Friday, July 25, 2008

S&P puts some ratings on Freddie Mac and Fannie Mae debt on CreditWatch Negative

Via Briefing.com (my emphasis added) ...

"S&P affirmed its 'AAA/A-1+' senior unsecured debt ratings on Fannie Mae (FNM) and Freddie Mac (FRE). At the same time, S&P placed our 'AA-' risk-to-the-government, subordinated debt, and preferred stock ratings on Freddie Mac, and our 'AA-' subordinated debt and preferred stock ratings, and 'A+' risk-to-the-government rating on Fannie Mae on CreditWatch Negative. "The affirmation of the senior unsecured debt ratings reflects the strong explicit and implicit support these government-sponsored enterprise securities hold in the marketplace." The most recent public demonstrations of government support by the U.S. Treasury underscore the key public policy role and the key liquidity role the congressional chartered GSEs have in the U.S. mortgage markets. This is reflected in the current stable outlook on the senior unsecured debt. The weak mortgage credit cycle driving credit losses higher at Fannie Mae and Freddie Mac has led to a crisis of confidence in the strength of their capital positions as the GSEs are facing higher demands for liquidity while their own core mortgage performance is weaker, and there is a higher degree of uncertainty regarding the broader market conditions. This is reflected in the weak pricing of their equity shares during the past few weeks ... Both firms face weak earnings due to rising credit expenses. The CreditWatch listing on the subordinated debt, preferred stock, and risk-to-the-government ratings underscores the expected higher stress on capital and earnings these firms face during the next several quarters. The confidence crisis in the equity markets is adding to the already stressed business cycle and creates additional challenges in the near term for capital-raising initiatives."
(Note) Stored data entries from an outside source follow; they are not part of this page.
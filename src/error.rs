use thiserror::Error;

use crate::config::ContainerId;

/// Library error type for portfolio viewer operations.
#[derive(Debug, Error)]
pub enum Error {
    /// A rendering target the subsystem needs was not registered by the host.
    #[error("missing render container: {0}")]
    MissingContainer(ContainerId),

    /// An album key was requested that the configuration does not declare.
    #[error("unknown album: {0}")]
    UnknownAlbum(String),

    /// Underlying IO error.
    #[error(transparent)]
    Io(#[from] std::io::Error),

    /// YAML/serde configuration error.
    #[error(transparent)]
    Config(#[from] serde_yaml::Error),

    /// Preferences file could not be encoded or decoded.
    #[error(transparent)]
    Preferences(#[from] serde_json::Error),
}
UPDATE: Bloomberg has a story that explains exactly what S&P did and why a little bit better.

1 Comments:

  • I don’t trust the S&P ratings or any of the other ratings agencies. The ratings agencies are part of the problem and help start, nurture, give sustenance to this incestuous quagmire. The ratings agencies need to give back the money they received for rating those junk CDO’s as AAA+.